«Cambridge rompa il silenzio». Ad un anno e due mesi dal ritrovamento del cadavere di Giulio Regeni in un fosso tra Il Cairo e Alessandria, i genitori del giovane ricercatore, Claudio Regeni e Paola Deffendi, hanno inviato un nuovo appello.

Dopo quello della scorsa settimana lanciato dal Senato («L’Italia non rimandi l’ambasciatore in Egitto»), sabato dal Festival internazionale del Giornalismo di Perugia si sono rivolti all’ateneo britannico.

Ad oggi da Cambridge, nonostante la rogatoria della Procura di Roma, datata 6 giugno, è arrivato ben poco: l’attestazione del rischio (firmata da Giulio e dalla sua tutor, Maha Abdelrahman, oppositrice egiziana e profonda conoscitrice delle pratiche repressive del regime del Cairo) nel quale si dichiarava che non esistevano pericoli nello svolgere una ricerca sui sindacati indipendenti in Egitto. Oltre a ciò Cambridge ha mandato dieci faldoni contenenti le mail scambiate da Regeni con l’ateneo, ma nulla sulla ricerca in sé.

Un buco importante, lasciato a margine, ma che va essere coperto per poter avere in mano ulteriori elementi per giungere alla verità. Che, come ripetuto dalla famiglia e dalle organizzazioni per i diritti umani, si trova al Cairo.

Ma una collaborazione fattiva dall’ateneo è più che mai necessaria per inquadrare le attività di Giulio e i contatti presi in Egitto, nel mare magnum delle reticenze e i depistaggi messi in campo dal regime egiziano. Il silenzio di Cambridge e quello della tutor Abdelrahman resta come una macchia, da alcuni spiegata con la volontà di evitare problemi legali.

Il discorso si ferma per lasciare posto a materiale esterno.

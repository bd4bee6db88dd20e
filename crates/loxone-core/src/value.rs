// SPDX-License-Identifier: BUSL-1.1
// Copyright (c) 2026 Loxone MCP Bridge Contributors

//! Tagged sum type for Miniserver values (spec §9: "dynamic typing to typed
//! sum types"). The state mirror, the state-change log, and the sensor
//! classifier all speak this type rather than raw JSON.

use std::fmt;

use serde::{Deserialize, Serialize};

#[derive(Debug, Clone, PartialEq, Serialize, Deserialize)]
#[serde(untagged)]
pub enum Value {
    Double(f64),
    Bool(bool),
    Text(String),
}

impl Value {
    pub fn from_json(v: &serde_json::Value) -> Self {
        match v {
            serde_json::Value::Bool(b) => Value::Bool(*b),
            serde_json::Value::Number(n) => Value::Double(n.as_f64().unwrap_or(0.0)),
            serde_json::Value::String(s) => match s.parse::<f64>() {
                Ok(f) => Value::Double(f),
                Err(_) => Value::Text(s.clone()),
            },
            other => Value::Text(other.to_string()),
        }
    }

    pub fn as_f64(&self) -> Option<f64> {
        match self {
            Value::Double(v) => Some(*v),
            Value::Bool(b) => Some(if *b { 1.0 } else { 0.0 }),
            Value::Text(_) => None,
        }
    }

    pub fn is_strictly_binary(&self) -> bool {
        matches!(self.as_f64(), Some(v) if v == 0.0 || v == 1.0)
    }
}

impl fmt::Display for Value {
    fn fmt(&self, f: &mut fmt::Formatter<'_>) -> fmt::Result {
        match self {
            Value::Double(v) => write!(f, "{v}"),
            Value::Bool(b) => write!(f, "{b}"),
            Value::Text(s) => write!(f, "{s}"),
        }
    }
}

/// Human-readable label per spec §4.9: `0 -> "OPEN"`, `1 -> "CLOSED"`,
/// other strings uppercased, everything else `VALUE(v)`.
pub fn human_readable(value: &Value) -> String {
    match value {
        Value::Double(v) if *v == 0.0 => "OPEN".to_owned(),
        Value::Double(v) if *v == 1.0 => "CLOSED".to_owned(),
        Value::Bool(false) => "OPEN".to_owned(),
        Value::Bool(true) => "CLOSED".to_owned(),
        Value::Text(s) => s.to_uppercase(),
        other => format!("VALUE({other})"),
    }
}
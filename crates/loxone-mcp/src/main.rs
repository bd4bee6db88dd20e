// SPDX-License-Identifier: BUSL-1.1
// Copyright (c) 2026 Loxone MCP Bridge Contributors

use clap::{Parser, Subcommand};
use loxone_core::LoxoneConfig;
use loxone_mcp::ServeMode;
use tracing::error;

/// CLI surface (spec §6): `server` and `sse` are this crate's core; `setup`,
/// `verify`, and `clear` are credential-management collaborators out of
/// this repository's scope (spec §1) and exit `1` pointing at that.
#[derive(Parser)]
#[command(name = "loxone-mcp-server")]
struct Cli {
    #[command(subcommand)]
    command: Command,
}

#[derive(Subcommand)]
enum Command {
    /// Serve MCP over stdio (standard MCP host integration).
    Server {
        #[command(flatten)]
        config: LoxoneConfig,
    },
    /// Serve MCP over HTTP with a Server-Sent-Events transport.
    Sse {
        #[command(flatten)]
        config: LoxoneConfig,

        /// Bind host for the HTTP+SSE listener.
        #[arg(long, default_value = "127.0.0.1", env = "LOXONE_SSE_HOST")]
        sse_host: String,

        /// Bind port for the HTTP+SSE listener.
        #[arg(long, default_value_t = 8000, env = "LOXONE_SSE_PORT")]
        sse_port: u16,

        /// Bearer/API-key required on every non-health route.
        #[arg(long, env = "LOXONE_SSE_API_KEY")]
        sse_api_key: Option<String>,

        /// Require the API key even if one hasn't been set (fails closed).
        #[arg(long, default_value_t = false, env = "LOXONE_SSE_REQUIRE_AUTH")]
        sse_require_auth: bool,
    },
    /// Interactive credential setup (out of scope for this build).
    Setup,
    /// Verify stored credentials against the Miniserver (out of scope).
    Verify,
    /// Clear stored credentials (out of scope).
    Clear,
}

#[tokio::main]
async fn main() {
    let cli = Cli::parse();

    tracing_subscriber::fmt()
        .with_env_filter(
            tracing_subscriber::EnvFilter::try_from_default_env()
                .unwrap_or_else(|_| tracing_subscriber::EnvFilter::new("info")),
        )
        .init();

    let outcome = match cli.command {
        Command::Server { config } => loxone_mcp::run(config, ServeMode::Stdio).await,
        Command::Sse { config, sse_host, sse_port, sse_api_key, sse_require_auth } => {
            loxone_mcp::run(
                config,
                ServeMode::HttpSse {
                    host: sse_host,
                    port: sse_port,
                    api_key: sse_api_key,
                    require_auth: sse_require_auth,
                },
            )
            .await
        }
        Command::Setup | Command::Verify | Command::Clear => {
            eprintln!(
                "credential setup/verify/clear are handled by the CLI's credential-management \
                 collaborator, not this build; configure via LOXONE_HOST/LOXONE_USER/LOXONE_PASS \
                 (or a secret store) and run `server`/`sse` directly"
            );
            std::process::exit(1);
        }
    };

    if let Err(e) = outcome {
        error!("fatal: {e:#}");
        std::process::exit(1);
    }
}
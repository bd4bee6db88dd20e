// SPDX-License-Identifier: BUSL-1.1
// Copyright (c) 2026 Loxone MCP Bridge Contributors

use serde_json::{json, Value};
use uuid::Uuid;

use crate::context::ToolContext;
use crate::tools::require_str;

pub async fn get_available_capabilities(ctx: &ToolContext) -> Value {
    let catalogue = ctx.client.catalogue().await;
    let c = &catalogue.capabilities;
    json!({
        "lighting": { "has": c.lighting.has, "count": c.lighting.count },
        "blinds": { "has": c.blinds.has, "count": c.blinds.count },
        "weather": { "has": c.weather.has, "count": c.weather.count },
        "security": { "has": c.security.has, "count": c.security.count },
        "energy": { "has": c.energy.has, "count": c.energy.count },
        "audio": { "has": c.audio.has, "count": c.audio.count },
        "climate": { "has": c.climate.has, "count": c.climate.count },
        "sensors": { "has": c.sensors.has, "count": c.sensors.count },
    })
}

/// `get_system_status()` surfaces connection health, token lifecycle state,
/// and WebSocket frame-scan counters alongside basic Miniserver identity.
pub async fn get_system_status(ctx: &ToolContext) -> Value {
    let catalogue = ctx.client.catalogue().await;
    let (tuples_scanned, tuples_accepted) = ctx.client.ws.scan_metrics();
    let token_state = ctx.client.token.state().await;

    json!({
        "miniserver": {
            "serial_number": catalogue.miniserver.serial_number,
            "project_name": catalogue.miniserver.project_name,
            "sw_version": catalogue.miniserver.sw_version,
            "location": catalogue.miniserver.location,
        },
        "device_count": catalogue.devices.len(),
        "token_state": format!("{token_state:?}"),
        "ws": {
            "tuples_scanned": tuples_scanned,
            "tuples_accepted": tuples_accepted,
        },
    })
}

pub async fn get_device_status(ctx: &ToolContext, args: &Value) -> Value {
    let uuid_str = match require_str(args, "device_uuid") {
        Ok(u) => u,
        Err(e) => return e,
    };
    let Ok(uuid) = uuid_str.parse::<Uuid>() else {
        return json!({ "error": format!("invalid uuid: {uuid_str}") });
    };

    let catalogue = ctx.client.catalogue().await;
    let Some(device) = catalogue.devices.get(&uuid) else {
        return json!({ "error": format!("device not found: {uuid_str}") });
    };

    let mut states = serde_json::Map::new();
    for (name, state_uuid_str) in &device.state_refs {
        let Ok(state_uuid) = state_uuid_str.parse::<Uuid>() else { continue };
        let value = ctx.client.state.get(&state_uuid).await;
        states.insert(
            name.clone(),
            match value {
                Some(loxone_core::Value::Double(d)) => json!(d),
                Some(loxone_core::Value::Bool(b)) => json!(b),
                Some(loxone_core::Value::Text(s)) => json!(s),
                None => Value::Null,
            },
        );
    }

    json!({
        "uuid": uuid_str,
        "name": device.name,
        "type": device.device_type,
        "room": device.room_name,
        "states": states,
    })
}
// SPDX-License-Identifier: BUSL-1.1
// Copyright (c) 2026 Loxone MCP Bridge Contributors

//! Binary frame header and the permissive overlapping tuple scan (spec §4.5).
//!
//! Gen-1 Miniservers do not strictly adhere to the documented event-table
//! format, so the scanner does not trust the header's declared message type
//! to pick a decoder. Instead it scans every byte offset of the payload for
//! a `(UUID, f64)` window, accepting a tuple only when the UUID parses and
//! the value falls in a plausible band, and advances 8 bytes past a hit (1
//! byte otherwise) to tolerate both properly framed and jittered payloads.

use uuid::Uuid;

/// The 8-byte header that precedes every binary WebSocket frame payload.
#[derive(Debug, Clone, Copy, PartialEq, Eq)]
pub struct BinaryHeader {
    pub bin_type: u8,
    pub identifier: u8,
    pub info_flags: u8,
    pub reserved: u8,
    pub payload_length: u32,
}

/// Parse the 8-byte header and return it along with the payload slice that
/// follows. The payload slice is capped to what is actually present — a
/// frame shorter than its declared `payload_length` is accepted gracefully
/// rather than rejected (spec §4.5).
pub fn parse_header(data: &[u8]) -> Option<(BinaryHeader, &[u8])> {
    if data.len() < 8 {
        return None;
    }
    let header = BinaryHeader {
        bin_type: data[0],
        identifier: data[1],
        info_flags: data[2],
        reserved: data[3],
        payload_length: u32::from_le_bytes([data[4], data[5], data[6], data[7]]),
    };
    let available = data.len() - 8;
    let take = (header.payload_length as usize).min(available);
    Some((header, &data[8..8 + take]))
}

/// Result of scanning a payload for `(UUID, value)` tuples.
#[derive(Debug, Default, Clone)]
pub struct ScanResult {
    pub tuples: Vec<(Uuid, f64)>,
    /// Number of offsets attempted (a rough "tuples scanned" metric, Design
    /// Notes §9: operators can detect firmware changes that break the
    /// heuristic by watching this ratio against `accepted`).
    pub scanned: u64,
    pub accepted: u64,
}

/// Whether a value falls into one of the three plausible bands (spec §4.5):
/// exactly 0 or 1, the "reasonable analog" range `0 ≤ |v| ≤ 1000`, or the
/// broader non-pathological range `1e-30 < |v| < 1e+30`.
fn is_plausible_value(v: f64) -> bool {
    if v.is_nan() {
        return false;
    }
    if v == 0.0 || v == 1.0 {
        return true;
    }
    if (0.0..=1000.0).contains(&v.abs()) {
        return true;
    }
    v.abs() > 1e-30 && v.abs() < 1e+30
}

/// Try to decode one 24-byte window as a `(UUID, f64)` tuple: 16 bytes of
/// UUID, 8 bytes of little-endian `f64`. Returns `None` if the UUID is
/// malformed or the value fails the plausibility check.
pub fn decode_tuple(window: &[u8]) -> Option<(Uuid, f64)> {
    if window.len() < 24 {
        return None;
    }
    let uuid = Uuid::from_slice(&window[0..16]).ok()?;
    // A canonical-form UUID string is always 36 characters; from_slice can
    // never produce anything else, but the check documents the spec's
    // invariant explicitly (spec §4.5).
    if uuid.hyphenated().to_string().len() != 36 {
        return None;
    }
    let value = f64::from_le_bytes(window[16..24].try_into().ok()?);
    is_plausible_value(value).then_some((uuid, value))
}

/// Pure, synchronous overlapping scan of an entire payload. Used directly
/// for unit/property tests and for payloads below the cooperative-yield
/// threshold.
pub fn scan_tuples(payload: &[u8]) -> ScanResult {
    let mut result = ScanResult::default();
    let mut offset = 0usize;
    while offset + 24 <= payload.len() {
        result.scanned += 1;
        match decode_tuple(&payload[offset..offset + 24]) {
            Some(tuple) => {
                result.tuples.push(tuple);
                result.accepted += 1;
                offset += 8;
            }
            None => offset += 1,
        }
    }
    result
}

/// Threshold above which the scan yields to the runtime periodically (spec
/// §5: "explicit yields in the overlapping-scan inner loop if a payload is
/// unusually large").
pub const COOPERATIVE_YIELD_THRESHOLD: usize = 64 * 1024;

/// Same algorithm as [`scan_tuples`], but yields to the Tokio runtime every
/// 64 KiB of progress when the payload exceeds that threshold, so a single
/// oversized frame cannot block the WebSocket read loop for more than ~1ms.
pub async fn scan_tuples_cooperative(payload: &[u8]) -> ScanResult {
    if payload.len() <= COOPERATIVE_YIELD_THRESHOLD {
        return scan_tuples(payload);
    }
    let mut result = ScanResult::default();
    let mut offset = 0usize;
    while offset + 24 <= payload.len() {
        result.scanned += 1;
        match decode_tuple(&payload[offset..offset + 24]) {
            Some(tuple) => {
                result.tuples.push(tuple);
                result.accepted += 1;
                offset += 8;
            }
            None => offset += 1,
        }
        if offset % COOPERATIVE_YIELD_THRESHOLD == 0 {
            tokio::task::yield_now().await;
        }
    }
    result
}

Da Perugia la famiglia Regeni ha poi allargato il suo appello al resto d’Europa, colpevole di un reiterato silenzio, assordante: «Manca un po’ di partecipazione da parte degli altri Stati europei. Abbiamo cercato di coinvolgerli ma finora non sembra di vedere qualcosa che vada al di là dell’interesse della singola nazione». Molto più forti sono altri interessi, da quelli energetici e commerciali fino alla lotta al terrorismo islamista.